Die Bevölkerungsentwicklung in Ingolstadt 2020

Zum ersten Mal seit fast 50 Jahren ist die Einwohnerzahl in Ingolstadt wieder gesunken. Das zeigt die Bevölkerungsstatistik des vergangenen Jahres. Seit 1976 kennt die Einwohnerentwicklung eigentlich nur eine Richtung: nach oben. Woran liegt es, dass Ingolstadt zumindest im vergangenen Jahr nicht mehr gewachsen, sondern sogar geschrumpft ist? Schnell wird klar: Den einen Grund gibt es nicht, vielmehr sind es eine ganze Reihe von Faktoren, die Einfluss genommen haben.

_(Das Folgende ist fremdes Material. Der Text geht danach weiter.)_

//! End-to-end classification run over one region

use crate::config::{PipelineConfig, VisualizationParams};
use crate::core::evaluate::{AccuracyAssessment, Evaluator};
use crate::core::feature_stack::FeatureStack;
use crate::core::sampling::{SampleTable, TrainingSampler};
use crate::core::seasonal::SeasonalFeatureBuilder;
use crate::core::spatial_clean::SpatialCleaner;
use crate::core::svm::{SvmClassifier, SvmModel};
use crate::core::terrain::TerrainFeatureBuilder;
use crate::io::archive::RasterSource;
use crate::io::dem::ElevationSource;
use crate::io::samples::read_sample_labels;
use crate::raster::{ClassifiedRaster, RasterTile};
use crate::types::{ClassCode, LandcoverResult, SampleLabel, TargetGrid};
use std::collections::BTreeMap;
use std::path::Path;

/// Everything a run produces
#[derive(Debug, Clone)]
pub struct PipelineOutput {
    pub feature_stack: FeatureStack,
    pub samples: SampleTable,
    /// Sampled rows per class, before the training/test split
    pub class_histogram: BTreeMap<ClassCode, usize>,
    pub model: SvmModel,
    pub assessment: AccuracyAssessment,
    /// Raw per-pixel prediction
    pub classified: ClassifiedRaster,
    /// Final map after small-patch cleanup
    pub cleaned: ClassifiedRaster,
    pub visualization: VisualizationParams,
}

/// Feature extraction, training, evaluation and cleanup for one region
pub struct LandcoverPipeline<'a> {
    config: PipelineConfig,
    source: &'a dyn RasterSource,
    elevation: &'a dyn ElevationSource,
}

impl<'a> LandcoverPipeline<'a> {
    /// Validates the configuration before anything is queried
    pub fn new(
        config: PipelineConfig,
        source: &'a dyn RasterSource,
        elevation: &'a dyn ElevationSource,
    ) -> LandcoverResult<Self> {
        config.validate()?;
        Ok(Self {
            config,
            source,
            elevation,
        })
    }

    pub fn config(&self) -> &PipelineConfig {
        &self.config
    }

    /// Seasonal and terrain features assembled on `grid`
    pub fn build_features(&self, grid: &TargetGrid) -> LandcoverResult<FeatureStack> {
        log::info!(
            "Building features for {} seasons on a {}x{} grid",
            self.config.seasons.len(),
            grid.rows,
            grid.cols
        );

        let (seasonal, terrain) = self.build_tiles(grid);
        FeatureStack::assemble(&seasonal?, &terrain?)
    }

    #[cfg(feature = "parallel")]
    fn build_tiles(&self, grid: &TargetGrid) -> (LandcoverResult<Vec<RasterTile>>, LandcoverResult<RasterTile>) {
        use rayon::prelude::*;

        let builder = SeasonalFeatureBuilder::new(self.source, self.config.seasonal.clone());
        let terrain = TerrainFeatureBuilder::with_params(self.elevation, self.config.terrain.clone());
        rayon::join(
            || {
                self.config
                    .seasons
                    .par_iter()
                    .map(|season| builder.build(season, grid))
                    .collect()
            },
            || terrain.build(grid),
        )
    }

    #[cfg(not(feature = "parallel"))]
    fn build_tiles(&self, grid: &TargetGrid) -> (LandcoverResult<Vec<RasterTile>>, LandcoverResult<RasterTile>) {
        let builder = SeasonalFeatureBuilder::new(self.source, self.config.seasonal.clone());
        let terrain = TerrainFeatureBuilder::with_params(self.elevation, self.config.terrain.clone());
        let seasonal = self
            .config
            .seasons
            .iter()
            .map(|season| builder.build(season, grid))
            .collect();
        (seasonal, terrain.build(grid))
    }

    /// Full run with labels supplied by the caller
    pub fn run(&self, grid: &TargetGrid, labels: &[SampleLabel]) -> LandcoverResult<PipelineOutput> {
        log::info!("Starting land-cover run with {} sample labels", labels.len());

        let legend = self.config.class_codes();
        let unknown: Vec<ClassCode> = labels
            .iter()
            .map(|l| l.class_code)
            .filter(|c| legend.binary_search(c).is_err())
            .collect();
        if !unknown.is_empty() {
            log::warn!("{} labels carry classes outside the legend: {:?}", unknown.len(), unknown);
        }

        let feature_stack = self.build_features(grid)?;

        let samples = TrainingSampler::with_params(self.config.sampling.clone()).sample(&feature_stack, labels)?;
        let (training, testing) = samples.split(self.config.sampling.split.fraction)?;
        let class_histogram = samples.class_histogram();
        log::info!(
            "Sample count per class: {:?} ({} training, {} test)",
            class_histogram,
            training.len(),
            testing.len()
        );

        let classes = samples.classes();
        let model = SvmClassifier::with_params(self.config.svm.clone()).train(&training, &classes)?;

        let (assessment, classified) = self.evaluate_and_classify(&model, &testing, &classes, &feature_stack);
        let assessment = assessment?;
        let classified = classified?;

        let cleaned = SpatialCleaner::with_params(self.config.cleanup.clone()).clean(&classified)?;
        log::info!("Final map class counts: {:?}", cleaned.class_counts());

        Ok(PipelineOutput {
            feature_stack,
            samples,
            class_histogram,
            model,
            assessment,
            classified,
            cleaned,
            visualization: self.config.visualization(),
        })
    }

    /// Full run with labels read from a GeoJSON file
    pub fn run_with_label_file<P: AsRef<Path>>(&self, grid: &TargetGrid, labels: P) -> LandcoverResult<PipelineOutput> {
        let labels = read_sample_labels(labels, &self.config.class_property)?;
        self.run(grid, &labels)
    }

    #[cfg(feature = "parallel")]
    fn evaluate_and_classify(
        &self,
        model: &SvmModel,
        testing: &SampleTable,
        classes: &[ClassCode],
        stack: &FeatureStack,
    ) -> (LandcoverResult<AccuracyAssessment>, LandcoverResult<ClassifiedRaster>) {
        rayon::join(
            || Evaluator::assess(model, testing, classes),
            || model.classify(stack),
        )
    }

    #[cfg(not(feature = "parallel"))]
    fn evaluate_and_classify(
        &self,
        model: &SvmModel,
        testing: &SampleTable,
        classes: &[ClassCode],
        stack: &FeatureStack,
    ) -> (LandcoverResult<AccuracyAssessment>, LandcoverResult<ClassifiedRaster>) {
        (Evaluator::assess(model, testing, classes), model.classify(stack))
    }
}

Grundsätzlich basieren die Bevölkerungsbewegungen auf dem Wanderungssaldo (Differenz aus Zu- und Wegzügen) sowie dem natürlichen Saldo (Differenz aus Geburten und Sterbefällen). Bis zum Jahr 2018 war der Wanderungssaldo, also der Überschuss der Zuzüge über die Wegzüge, die wesentliche Komponente des Bevölkerungswachstums. Ab 2014 war der Überschuss der Geburten über die Sterbefälle ein gewichtigerer Faktor als noch in den Jahren und Jahrzehnten davor. Im Jahr 2019 betrug der Wanderungssaldo nur noch knapp 300 Personen, etwa genauso hoch war auch der natürliche Saldo. Im Jahr 2020 dagegen war der Wanderungssaldo stark negativ (-700), es gab also deutlich mehr Fortzüge aus Ingolstadt als Zuzüge in die Stadt. Der Überschuss der Geburten über die Sterbefälle betrug dagegen noch 204 Personen. Insgesamt zählte Ingolstadt Ende des vergangenen Jahres 138.230 Einwohner.

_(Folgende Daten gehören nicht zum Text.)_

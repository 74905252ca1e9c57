use crate::raster::{first_duplicate, RasterTile};
use crate::types::{LandcoverError, LandcoverResult};

/// The per-pixel feature tile the classifier consumes.
///
/// Built only through [`FeatureStack::assemble`], so band names are
/// globally unique and every band shares one grid.
#[derive(Debug, Clone, PartialEq)]
pub struct FeatureStack {
    tile: RasterTile,
}

impl FeatureStack {
    /// Concatenate the seasonal tiles, in order, followed by the terrain tile
    pub fn assemble(seasonal: &[RasterTile], terrain: &RasterTile) -> LandcoverResult<Self> {
        log::info!(
            "Assembling feature stack from {} seasonal tiles and {} terrain bands",
            seasonal.len(),
            terrain.band_count()
        );

        let names: Vec<String> = seasonal
            .iter()
            .chain(std::iter::once(terrain))
            .flat_map(|t| t.band_names())
            .collect();
        if let Some(duplicate) = first_duplicate(&names) {
            return Err(LandcoverError::DuplicateBand(duplicate));
        }

        let mut stack = match seasonal.first() {
            Some(first) => first.clone(),
            None => RasterTile::new(&terrain.grid()),
        };
        for tile in seasonal.iter().skip(1) {
            stack = stack.add_bands(tile)?;
        }
        stack = stack.add_bands(terrain)?;

        log::info!("Feature stack has {} bands", stack.band_count());
        Ok(Self { tile: stack })
    }

    pub fn tile(&self) -> &RasterTile {
        &self.tile
    }

    pub fn band_names(&self) -> Vec<String> {
        self.tile.band_names()
    }

    pub fn band_count(&self) -> usize {
        self.tile.band_count()
    }

    pub fn shape(&self) -> (usize, usize) {
        self.tile.shape()
    }

    /// Feature vector at a pixel, `None` when any feature is invalid there
    pub fn features_at(&self, row: usize, col: usize) -> Option<Vec<f64>> {
        self.tile
            .pixel_values(row, col)
            .map(|values| values.into_iter().map(f64::from).collect())
    }

    pub fn into_tile(self) -> RasterTile {
        self.tile
    }
}

#[cfg(test)]
mod tests {
    use super::*;
    use crate::raster::test_support::constant_tile;

    #[test]
    fn test_band_count_is_sum_of_inputs() {
        let spring = constant_tile(2, 2, &[("B2_spring", 0.1), ("VV_spring", -12.0)]);
        let summer = constant_tile(2, 2, &[("B2_summer", 0.2), ("VV_summer", -11.0)]);
        let terrain = constant_tile(2, 2, &[("Elevation", 3600.0), ("constant", 1.0)]);

        let stack = FeatureStack::assemble(&[spring, summer], &terrain).unwrap();
        assert_eq!(stack.band_count(), 6);
        assert_eq!(
            stack.band_names(),
            vec!["B2_spring", "VV_spring", "B2_summer", "VV_summer", "Elevation", "constant"]
        );
        assert_eq!(
            stack.features_at(0, 0).unwrap(),
            vec![0.1f32 as f64, -12.0, 0.2f32 as f64, -11.0, 3600.0, 1.0]
        );
    }

    #[test]
    fn test_duplicate_names_rejected() {
        let spring = constant_tile(2, 2, &[("NDVI", 0.3)]);
        let summer = constant_tile(2, 2, &[("NDVI", 0.5)]);
        let terrain = constant_tile(2, 2, &[("Elevation", 3600.0)]);

        let result = FeatureStack::assemble(&[spring, summer], &terrain);
        assert!(matches!(result, Err(LandcoverError::DuplicateBand(name)) if name == "NDVI"));
    }

    #[test]
    fn test_grid_mismatch_rejected() {
        let spring = constant_tile(2, 2, &[("B2_spring", 0.1)]);
        let terrain = constant_tile(3, 3, &[("Elevation", 3600.0)]);

        let result = FeatureStack::assemble(&[spring], &terrain);
        assert!(matches!(result, Err(LandcoverError::ShapeMismatch { .. })));
    }
}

Es gibt verschiedene Vermutungen oder sogar begründete Annahmen, warum die Bevölkerungsentwicklung 2020 ganz anders verlief, als man es in den vergangenen Jahren und Jahrzehnten gewohnt war. Ein Grund könnte die Dieselkrise und Transformation in der Automobilindustrie sein. So gab es Mitte des Jahres 2020 rund 3.000 Beschäftige weniger in Ingolstadt als noch im Vorjahr. Allerdings sind in dieser Zahl auch Personen, die von außerhalb nach Ingolstadt pendeln, enthalten. Die Zahl der Beschäftigten, die in Ingolstadt arbeiten und wohnen, reduzierte sich nur um rund 400 Personen.

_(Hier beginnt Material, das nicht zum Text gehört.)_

impl RasterCollection {
    pub fn new(tiles: Vec<RasterTile>) -> Self {
        Self { tiles }
    }

    pub fn len(&self) -> usize {
        self.tiles.len()
    }

    pub fn is_empty(&self) -> bool {
        self.tiles.is_empty()
    }

    pub fn tiles(&self) -> &[RasterTile] {
        &self.tiles
    }

    pub fn iter(&self) -> std::slice::Iter<'_, RasterTile> {
        self.tiles.iter()
    }

    pub fn push(&mut self, tile: RasterTile) {
        self.tiles.push(tile);
    }

    /// Tiles whose acquisition timestamp lies in `range`; undated tiles are dropped
    pub fn filter_date(&self, range: &DateRange) -> RasterCollection {
        self.filter(|tile| {
            tile.metadata
                .acquired
                .map(|t| range.contains(&t))
                .unwrap_or(false)
        })
    }

    pub fn filter_bounds(&self, bounds: &BoundingBox) -> RasterCollection {
        self.filter(|tile| tile.bounds().intersects(bounds))
    }

    pub fn filter<F>(&self, predicate: F) -> RasterCollection
    where
        F: Fn(&RasterTile) -> bool,
    {
        RasterCollection {
            tiles: self.tiles.iter().filter(|t| predicate(t)).cloned().collect(),
        }
    }

    pub fn select<S: AsRef<str>>(&self, names: &[S]) -> LandcoverResult<RasterCollection> {
        let tiles = self
            .tiles
            .iter()
            .map(|t| t.select(names))
            .collect::<LandcoverResult<Vec<_>>>()?;
        Ok(RasterCollection { tiles })
    }

    /// Apply a fallible per-tile transformation
    pub fn try_map<F>(&self, f: F) -> LandcoverResult<RasterCollection>
    where
        F: Fn(&RasterTile) -> LandcoverResult<RasterTile>,
    {
        let tiles = self.tiles.iter().map(f).collect::<LandcoverResult<Vec<_>>>()?;
        Ok(RasterCollection { tiles })
    }

    /// Band names of the first tile
    pub fn band_names(&self) -> Vec<String> {
        self.tiles.first().map(|t| t.band_names()).unwrap_or_default()
    }
}

impl FromIterator<RasterTile> for RasterCollection {
    fn from_iter<I: IntoIterator<Item = RasterTile>>(iter: I) -> Self {
        Self {
            tiles: iter.into_iter().collect(),
        }
    }
}

impl IntoIterator for RasterCollection {
    type Item = RasterTile;
    type IntoIter = std::vec::IntoIter<RasterTile>;

    fn into_iter(self) -> Self::IntoIter {
        self.tiles.into_iter()
    }
}

/// Single-band class-code raster
#[derive(Debug, Clone, PartialEq)]
pub struct ClassifiedRaster {
    pub classes: Array2<ClassCode>,
    pub valid: Array2<bool>,
    pub geo_transform: GeoTransform,
    pub crs: CoordinateSystem,
}

impl ClassifiedRaster {
    pub fn new(
        classes: Array2<ClassCode>,
        valid: Array2<bool>,
        geo_transform: GeoTransform,
        crs: CoordinateSystem,
    ) -> LandcoverResult<Self> {
        if classes.dim() != valid.dim() {
            return Err(LandcoverError::ShapeMismatch {
                expected: classes.dim(),
                found: valid.dim(),
            });
        }
        Ok(Self {
            classes,
            valid,
            geo_transform,
            crs,
        })
    }

    /// Fully valid raster from plain class codes
    pub fn from_classes(classes: Array2<ClassCode>, geo_transform: GeoTransform, crs: CoordinateSystem) -> Self {
        let valid = Array2::from_elem(classes.dim(), true);
        Self {
            classes,
            valid,
            geo_transform,
            crs,
        }
    }

    pub fn shape(&self) -> (usize, usize) {
        self.classes.dim()
    }

    pub fn get(&self, row: usize, col: usize) -> Option<ClassCode> {
        if self.valid[[row, col]] {
            Some(self.classes[[row, col]])
        } else {
            None
        }
    }

    /// Pixel count per class over valid pixels
    pub fn class_counts(&self) -> BTreeMap<ClassCode, usize> {
        let mut counts = BTreeMap::new();
        Zip::from(&self.classes).and(&self.valid).for_each(|&c, &v| {
            if v {
                *counts.entry(c).or_insert(0) += 1;
            }
        });
        counts
    }
}

/// First repeated name, if any
pub(crate) fn first_duplicate<'a, I>(names: I) -> Option<String>
where
    I: IntoIterator<Item = &'a String>,
{
    let mut seen = HashSet::new();
    names.into_iter().find(|n| !seen.insert(n.as_str())).cloned()
}

#[cfg(test)]
pub(crate) mod test_support {
    use super::*;

    pub fn grid(rows: usize, cols: usize) -> TargetGrid {
        TargetGrid {
            rows,
            cols,
            geo_transform: GeoTransform::north_up(500_000.0, 4_000_000.0, 10.0),
            crs: CoordinateSystem::Projected { epsg: 32646 },
        }
    }

    /// Tile with one fully valid band per `(name, value)` pair
    pub fn constant_tile(rows: usize, cols: usize, bands: &[(&str, f32)]) -> RasterTile {
        let bands = bands
            .iter()
            .map(|(name, value)| Band::new(*name, Array2::from_elem((rows, cols), *value)))
            .collect();
        RasterTile::from_bands(&grid(rows, cols), bands).unwrap()
    }
}

#[cfg(test)]
mod tests {
    use super::test_support::*;
    use super::*;
    use crate::types::SceneId;
    use chrono::{NaiveDate, TimeZone, Utc};

    #[test]
    fn test_add_band_rejects_duplicates() {
        let mut tile = constant_tile(2, 2, &[("B2", 1.0)]);
        let result = tile.add_band(Band::new("B2", Array2::zeros((2, 2))));
        assert!(matches!(result, Err(LandcoverError::DuplicateBand(name)) if name == "B2"));
    }

    #[test]
    fn test_add_band_rejects_wrong_shape() {
        let mut tile = constant_tile(2, 2, &[("B2", 1.0)]);
        let result = tile.add_band(Band::new("B3", Array2::zeros((3, 2))));
        assert!(matches!(result, Err(LandcoverError::ShapeMismatch { .. })));
    }

    #[test]
    fn test_select_missing_band_is_invalid_reference() {
        let tile = constant_tile(2, 2, &[("B2", 1.0), ("B3", 2.0)]);
        let result = tile.select(&["B3", "B8"]);
        assert!(matches!(
            result,
            Err(LandcoverError::InvalidBandReference { band, .. }) if band == "B8"
        ));

        let selected = tile.select(&["B3", "B2"]).unwrap();
        assert_eq!(selected.band_names(), vec!["B3", "B2"]);
    }

    #[test]
    fn test_rename_is_positional() {
        let tile = constant_tile(1, 1, &[("VV", -12.0), ("VH", -18.0)]);
        let renamed = tile.rename(&["VV_spring", "VH_spring"]).unwrap();
        assert_eq!(renamed.band("VH_spring").unwrap().get(0, 0), Some(-18.0));
        assert!(tile.rename(&["only_one"]).is_err());
    }

    #[test]
    fn test_update_mask_intersects_validity() {
        let tile = constant_tile(1, 2, &[("B2", 1.0)]);
        let mask = Array2::from_shape_vec((1, 2), vec![true, false]).unwrap();
        let masked = tile.update_mask(&mask).unwrap();
        let band = masked.band("B2").unwrap();
        assert_eq!(band.get(0, 0), Some(1.0));
        assert_eq!(band.get(0, 1), None);
        // Original untouched
        assert_eq!(tile.band("B2").unwrap().valid_count(), 2);
    }

    #[test]
    fn test_nan_values_are_invalid() {
        let band = Band::new("B4", Array2::from_shape_vec((1, 2), vec![f32::NAN, 0.2]).unwrap());
        assert_eq!(band.get(0, 0), None);
        assert_eq!(band.get(0, 1), Some(0.2));
    }

    #[test]
    fn test_collection_date_filter() {
        let dated = |day: u32| {
            constant_tile(1, 1, &[("B2", 1.0)]).with_metadata(SceneMetadata {
                scene_id: Some(SceneId::new(format!("s{}", day))),
                acquired: Some(Utc.with_ymd_and_hms(2024, 7, day, 4, 0, 0).unwrap()),
                radar: None,
            })
        };
        let undated = constant_tile(1, 1, &[("B2", 1.0)]);
        let collection = RasterCollection::new(vec![dated(1), dated(15), dated(30), undated]);

        let range = DateRange::new(
            NaiveDate::from_ymd_opt(2024, 7, 2).unwrap(),
            NaiveDate::from_ymd_opt(2024, 7, 30).unwrap(),
        );
        let filtered = collection.filter_date(&range);
        assert_eq!(filtered.len(), 1);
        assert_eq!(
            filtered.tiles()[0].metadata.scene_id,
            Some(SceneId::new("s15"))
        );
    }

    #[test]
    fn test_first_duplicate() {
        let names = vec!["a".to_string(), "b".to_string(), "a".to_string()];
        assert_eq!(first_duplicate(&names), Some("a".to_string()));
        assert_eq!(first_duplicate(&names[..2]), None);
    }
}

Deutlich stärkere Auswirkungen dürfte die Corona-Pandemie auf die Bevölkerungszahl haben. Zuwanderung basiert in erster Linie auf dem Bedarf an Arbeitskräften – gerade in Ingolstadt. 2020 war aufgrund von Corona von starken wirtschaftlichen Einbußen geprägt, weshalb vermutlich auch weniger Menschen nach Ingolstadt gezogen sind. Gleichzeitig ging auch die Zahl der Asylanträge enorm zurück – in Ingolstadt von 2019 auf 2020 um fast 30 Prozent. Hier liegt also ein direkt nachweisbarer Grund für den Rückgang der Bevölkerung in der Stadt.
Weitere Faktoren könnten auch verzögerte oder unterbliebene An- und Abmeldungen bei den Einwohnermeldeämtern sowie Korrekturen des Meldebestandes im Rahmen der Kommunalwahl 2020 sein.
Allerdings: Der Einbruch ist kein Ingolstadt-spezifisches Phänomen: Nicht nur in Ingolstadt, sondern auch in den anderen kleineren Großstädten in Bayern wie Regensburg, Würzburg und Erlangen brach das Bevölkerungswachstum 2020 ein. Interessant wird nun sein, ob sich dieser Trend fortsetzt oder aufgrund des Ausnahmejahres 2020 auch nur eine Ausnahme vom generellen Trend darstellte. Experten gehen derzeit eher von Letzterem aus.